-- Exercise data --

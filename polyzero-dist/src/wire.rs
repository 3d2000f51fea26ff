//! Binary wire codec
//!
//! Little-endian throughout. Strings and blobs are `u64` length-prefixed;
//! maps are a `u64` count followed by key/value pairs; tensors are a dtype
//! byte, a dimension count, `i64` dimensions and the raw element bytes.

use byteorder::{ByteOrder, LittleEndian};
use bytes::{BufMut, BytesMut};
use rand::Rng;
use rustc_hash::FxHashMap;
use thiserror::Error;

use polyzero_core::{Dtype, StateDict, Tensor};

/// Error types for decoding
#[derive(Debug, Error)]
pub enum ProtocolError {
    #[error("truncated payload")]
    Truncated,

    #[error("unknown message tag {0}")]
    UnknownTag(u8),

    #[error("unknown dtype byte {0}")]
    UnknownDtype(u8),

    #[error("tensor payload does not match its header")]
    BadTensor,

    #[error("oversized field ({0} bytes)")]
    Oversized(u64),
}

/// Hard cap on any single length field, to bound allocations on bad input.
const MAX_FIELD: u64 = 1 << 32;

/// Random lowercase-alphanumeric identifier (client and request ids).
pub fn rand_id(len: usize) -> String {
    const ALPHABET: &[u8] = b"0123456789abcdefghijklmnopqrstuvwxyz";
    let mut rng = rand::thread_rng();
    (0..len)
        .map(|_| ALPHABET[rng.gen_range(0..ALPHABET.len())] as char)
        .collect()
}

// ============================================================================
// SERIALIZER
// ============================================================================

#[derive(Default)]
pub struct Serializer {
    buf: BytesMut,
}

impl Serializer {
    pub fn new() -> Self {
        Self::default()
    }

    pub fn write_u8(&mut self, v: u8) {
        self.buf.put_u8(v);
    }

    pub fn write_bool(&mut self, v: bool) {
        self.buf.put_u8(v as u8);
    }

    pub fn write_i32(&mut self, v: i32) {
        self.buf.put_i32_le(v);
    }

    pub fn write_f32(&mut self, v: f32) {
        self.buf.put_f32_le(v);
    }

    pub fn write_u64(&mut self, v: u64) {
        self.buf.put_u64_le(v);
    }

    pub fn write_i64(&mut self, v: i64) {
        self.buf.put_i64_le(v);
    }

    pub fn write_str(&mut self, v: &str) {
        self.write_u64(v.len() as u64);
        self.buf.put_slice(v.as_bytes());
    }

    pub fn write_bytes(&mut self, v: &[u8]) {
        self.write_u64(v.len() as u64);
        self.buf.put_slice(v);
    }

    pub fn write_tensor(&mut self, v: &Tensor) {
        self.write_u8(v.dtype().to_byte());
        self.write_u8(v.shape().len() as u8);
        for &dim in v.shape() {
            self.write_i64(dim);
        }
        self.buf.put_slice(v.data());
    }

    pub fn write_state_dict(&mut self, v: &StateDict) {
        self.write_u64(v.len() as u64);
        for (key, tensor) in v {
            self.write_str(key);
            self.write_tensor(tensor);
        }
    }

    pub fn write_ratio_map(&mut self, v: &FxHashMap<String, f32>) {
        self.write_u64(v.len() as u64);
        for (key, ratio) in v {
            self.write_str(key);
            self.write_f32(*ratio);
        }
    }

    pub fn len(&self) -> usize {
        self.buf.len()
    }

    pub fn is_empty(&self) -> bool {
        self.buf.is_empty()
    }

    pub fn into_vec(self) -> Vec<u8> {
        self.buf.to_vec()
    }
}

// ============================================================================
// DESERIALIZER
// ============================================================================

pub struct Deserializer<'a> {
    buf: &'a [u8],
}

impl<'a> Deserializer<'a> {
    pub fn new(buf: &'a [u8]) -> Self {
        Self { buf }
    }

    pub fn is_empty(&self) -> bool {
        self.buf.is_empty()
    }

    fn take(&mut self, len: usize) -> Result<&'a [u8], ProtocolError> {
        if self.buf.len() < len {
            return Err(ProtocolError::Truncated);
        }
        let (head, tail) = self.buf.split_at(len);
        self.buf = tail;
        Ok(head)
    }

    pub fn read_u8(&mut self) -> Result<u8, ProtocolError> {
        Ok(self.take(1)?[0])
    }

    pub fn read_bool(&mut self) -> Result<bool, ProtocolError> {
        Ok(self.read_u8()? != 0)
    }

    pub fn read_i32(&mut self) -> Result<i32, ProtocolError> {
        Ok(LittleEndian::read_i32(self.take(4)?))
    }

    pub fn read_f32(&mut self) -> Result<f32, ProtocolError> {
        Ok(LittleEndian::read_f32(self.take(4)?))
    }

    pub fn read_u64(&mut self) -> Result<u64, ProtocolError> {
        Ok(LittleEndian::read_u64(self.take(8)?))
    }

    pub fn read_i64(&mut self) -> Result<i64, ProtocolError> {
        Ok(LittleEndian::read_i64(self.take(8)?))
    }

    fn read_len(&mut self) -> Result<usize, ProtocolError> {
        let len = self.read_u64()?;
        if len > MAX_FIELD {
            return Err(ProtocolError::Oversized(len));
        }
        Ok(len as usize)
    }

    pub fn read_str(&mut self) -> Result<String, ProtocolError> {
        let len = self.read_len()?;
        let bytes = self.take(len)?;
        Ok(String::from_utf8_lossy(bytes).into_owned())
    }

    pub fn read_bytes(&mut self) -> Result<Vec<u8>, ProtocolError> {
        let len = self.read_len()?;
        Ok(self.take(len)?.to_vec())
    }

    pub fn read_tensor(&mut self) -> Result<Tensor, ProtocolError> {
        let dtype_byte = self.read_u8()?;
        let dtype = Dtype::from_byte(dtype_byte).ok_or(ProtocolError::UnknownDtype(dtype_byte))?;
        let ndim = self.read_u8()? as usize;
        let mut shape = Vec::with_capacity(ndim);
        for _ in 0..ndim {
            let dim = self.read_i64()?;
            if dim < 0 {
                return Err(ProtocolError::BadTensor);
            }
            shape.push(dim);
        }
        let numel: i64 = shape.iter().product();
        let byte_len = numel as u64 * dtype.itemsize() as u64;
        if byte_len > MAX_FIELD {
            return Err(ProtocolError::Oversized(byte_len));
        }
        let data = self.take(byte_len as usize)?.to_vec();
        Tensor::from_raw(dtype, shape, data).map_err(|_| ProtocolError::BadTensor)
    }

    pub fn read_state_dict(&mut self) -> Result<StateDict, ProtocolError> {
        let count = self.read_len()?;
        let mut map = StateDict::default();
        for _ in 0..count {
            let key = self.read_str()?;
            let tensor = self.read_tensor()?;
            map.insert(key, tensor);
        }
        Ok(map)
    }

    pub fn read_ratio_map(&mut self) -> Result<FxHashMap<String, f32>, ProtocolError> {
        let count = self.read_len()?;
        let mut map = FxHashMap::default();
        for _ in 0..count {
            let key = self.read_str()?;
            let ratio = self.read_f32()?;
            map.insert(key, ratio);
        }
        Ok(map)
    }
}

---

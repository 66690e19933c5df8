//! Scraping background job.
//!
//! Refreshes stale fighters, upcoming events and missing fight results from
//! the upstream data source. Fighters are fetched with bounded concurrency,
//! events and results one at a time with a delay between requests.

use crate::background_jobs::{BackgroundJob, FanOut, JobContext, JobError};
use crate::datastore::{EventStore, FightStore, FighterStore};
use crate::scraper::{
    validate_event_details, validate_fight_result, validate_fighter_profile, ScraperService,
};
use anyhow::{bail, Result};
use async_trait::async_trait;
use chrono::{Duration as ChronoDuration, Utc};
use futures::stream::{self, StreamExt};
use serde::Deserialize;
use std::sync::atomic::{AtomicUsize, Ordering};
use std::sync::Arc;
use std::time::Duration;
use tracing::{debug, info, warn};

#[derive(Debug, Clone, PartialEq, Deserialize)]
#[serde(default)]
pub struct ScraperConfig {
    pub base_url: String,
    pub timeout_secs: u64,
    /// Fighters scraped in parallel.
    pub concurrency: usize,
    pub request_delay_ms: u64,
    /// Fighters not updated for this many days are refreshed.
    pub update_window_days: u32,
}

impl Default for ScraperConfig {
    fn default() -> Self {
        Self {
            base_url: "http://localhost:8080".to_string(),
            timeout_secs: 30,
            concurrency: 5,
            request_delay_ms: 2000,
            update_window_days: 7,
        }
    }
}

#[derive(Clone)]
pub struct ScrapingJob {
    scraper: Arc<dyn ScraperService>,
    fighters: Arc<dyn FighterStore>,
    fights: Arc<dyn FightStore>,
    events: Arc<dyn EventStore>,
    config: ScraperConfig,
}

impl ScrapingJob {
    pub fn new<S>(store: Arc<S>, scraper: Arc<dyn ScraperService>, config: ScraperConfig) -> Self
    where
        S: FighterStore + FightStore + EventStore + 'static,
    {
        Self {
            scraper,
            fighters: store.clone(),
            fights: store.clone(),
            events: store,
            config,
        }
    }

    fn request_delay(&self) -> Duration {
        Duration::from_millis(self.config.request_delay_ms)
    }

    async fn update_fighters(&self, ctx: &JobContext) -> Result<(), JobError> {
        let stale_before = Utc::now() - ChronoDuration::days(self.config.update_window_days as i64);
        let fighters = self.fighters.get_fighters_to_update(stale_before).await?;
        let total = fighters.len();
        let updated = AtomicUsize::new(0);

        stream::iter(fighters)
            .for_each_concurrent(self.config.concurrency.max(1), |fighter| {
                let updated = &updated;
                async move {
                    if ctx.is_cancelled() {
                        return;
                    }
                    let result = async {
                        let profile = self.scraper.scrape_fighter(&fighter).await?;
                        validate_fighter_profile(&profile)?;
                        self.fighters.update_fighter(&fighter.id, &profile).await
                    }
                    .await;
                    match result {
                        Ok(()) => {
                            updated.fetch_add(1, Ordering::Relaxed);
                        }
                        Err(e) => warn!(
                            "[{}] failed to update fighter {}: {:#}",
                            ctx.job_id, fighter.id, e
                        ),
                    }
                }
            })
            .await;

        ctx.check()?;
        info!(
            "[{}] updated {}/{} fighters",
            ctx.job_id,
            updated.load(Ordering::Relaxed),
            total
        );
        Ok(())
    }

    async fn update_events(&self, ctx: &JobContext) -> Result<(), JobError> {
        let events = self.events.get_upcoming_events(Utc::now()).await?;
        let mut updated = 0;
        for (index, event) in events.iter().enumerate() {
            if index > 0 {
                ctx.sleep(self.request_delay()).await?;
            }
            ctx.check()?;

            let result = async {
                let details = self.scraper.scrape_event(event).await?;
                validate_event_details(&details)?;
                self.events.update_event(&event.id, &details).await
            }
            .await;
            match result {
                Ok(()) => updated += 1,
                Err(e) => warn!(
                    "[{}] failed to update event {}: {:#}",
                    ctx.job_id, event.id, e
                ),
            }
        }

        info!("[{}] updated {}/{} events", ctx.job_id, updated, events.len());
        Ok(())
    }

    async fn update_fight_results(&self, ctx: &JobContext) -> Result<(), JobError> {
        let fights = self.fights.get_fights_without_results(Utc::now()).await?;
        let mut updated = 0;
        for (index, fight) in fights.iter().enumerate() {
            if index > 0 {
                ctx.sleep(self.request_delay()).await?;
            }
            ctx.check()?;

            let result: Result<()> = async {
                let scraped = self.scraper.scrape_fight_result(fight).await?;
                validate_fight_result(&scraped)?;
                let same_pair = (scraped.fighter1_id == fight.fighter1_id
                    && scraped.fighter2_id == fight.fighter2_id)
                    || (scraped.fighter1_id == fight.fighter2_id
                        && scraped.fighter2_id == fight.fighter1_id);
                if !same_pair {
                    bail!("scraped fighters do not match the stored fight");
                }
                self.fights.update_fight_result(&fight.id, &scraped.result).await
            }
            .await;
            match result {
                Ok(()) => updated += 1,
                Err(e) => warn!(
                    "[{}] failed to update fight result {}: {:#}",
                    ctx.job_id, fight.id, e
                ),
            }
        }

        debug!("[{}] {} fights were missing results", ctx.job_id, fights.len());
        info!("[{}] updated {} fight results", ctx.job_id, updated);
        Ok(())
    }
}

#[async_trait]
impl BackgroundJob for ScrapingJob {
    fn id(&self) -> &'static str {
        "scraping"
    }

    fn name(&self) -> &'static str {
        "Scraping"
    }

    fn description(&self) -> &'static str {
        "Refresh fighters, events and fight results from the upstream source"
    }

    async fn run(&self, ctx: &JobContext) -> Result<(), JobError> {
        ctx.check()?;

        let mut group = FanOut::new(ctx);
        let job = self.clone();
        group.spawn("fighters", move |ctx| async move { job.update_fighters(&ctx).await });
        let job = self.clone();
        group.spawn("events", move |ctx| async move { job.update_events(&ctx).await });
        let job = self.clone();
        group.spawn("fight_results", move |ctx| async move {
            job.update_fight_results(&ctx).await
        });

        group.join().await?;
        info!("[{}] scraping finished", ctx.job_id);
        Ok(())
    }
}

---

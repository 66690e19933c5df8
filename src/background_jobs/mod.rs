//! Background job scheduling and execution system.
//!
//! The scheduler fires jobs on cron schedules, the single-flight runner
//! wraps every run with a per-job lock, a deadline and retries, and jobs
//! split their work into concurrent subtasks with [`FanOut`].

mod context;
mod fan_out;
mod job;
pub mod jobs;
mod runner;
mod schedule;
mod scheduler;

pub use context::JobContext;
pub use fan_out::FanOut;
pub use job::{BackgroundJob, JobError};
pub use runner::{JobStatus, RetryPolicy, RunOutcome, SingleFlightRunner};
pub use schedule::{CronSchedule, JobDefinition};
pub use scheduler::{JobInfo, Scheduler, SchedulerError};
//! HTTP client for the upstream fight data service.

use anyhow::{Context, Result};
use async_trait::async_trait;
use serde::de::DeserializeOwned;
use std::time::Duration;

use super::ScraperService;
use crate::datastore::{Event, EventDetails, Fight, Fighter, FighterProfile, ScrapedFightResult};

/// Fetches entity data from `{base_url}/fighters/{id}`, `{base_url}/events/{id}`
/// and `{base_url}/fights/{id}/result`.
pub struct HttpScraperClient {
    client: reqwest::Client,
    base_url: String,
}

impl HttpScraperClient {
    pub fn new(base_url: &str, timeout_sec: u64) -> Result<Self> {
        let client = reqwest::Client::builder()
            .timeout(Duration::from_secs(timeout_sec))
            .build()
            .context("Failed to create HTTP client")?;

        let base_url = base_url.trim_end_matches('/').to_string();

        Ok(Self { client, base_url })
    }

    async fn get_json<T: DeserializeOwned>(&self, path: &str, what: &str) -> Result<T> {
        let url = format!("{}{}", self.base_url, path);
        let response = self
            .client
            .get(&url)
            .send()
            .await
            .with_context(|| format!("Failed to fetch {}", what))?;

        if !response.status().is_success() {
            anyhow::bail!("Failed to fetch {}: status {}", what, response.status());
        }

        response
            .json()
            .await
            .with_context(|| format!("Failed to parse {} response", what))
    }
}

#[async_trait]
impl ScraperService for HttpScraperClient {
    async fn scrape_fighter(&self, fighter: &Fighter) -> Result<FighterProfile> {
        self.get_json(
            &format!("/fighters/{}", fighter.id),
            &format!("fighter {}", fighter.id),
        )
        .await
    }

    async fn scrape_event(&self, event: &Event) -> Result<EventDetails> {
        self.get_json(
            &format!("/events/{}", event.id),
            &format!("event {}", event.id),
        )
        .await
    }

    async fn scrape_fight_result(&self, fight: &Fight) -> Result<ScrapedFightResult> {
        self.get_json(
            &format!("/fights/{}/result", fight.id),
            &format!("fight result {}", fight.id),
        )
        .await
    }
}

-- What the task requires --
For the listing above, state how many lines contain the word "StateDict", with no other words.

-- Output for this exercise --
4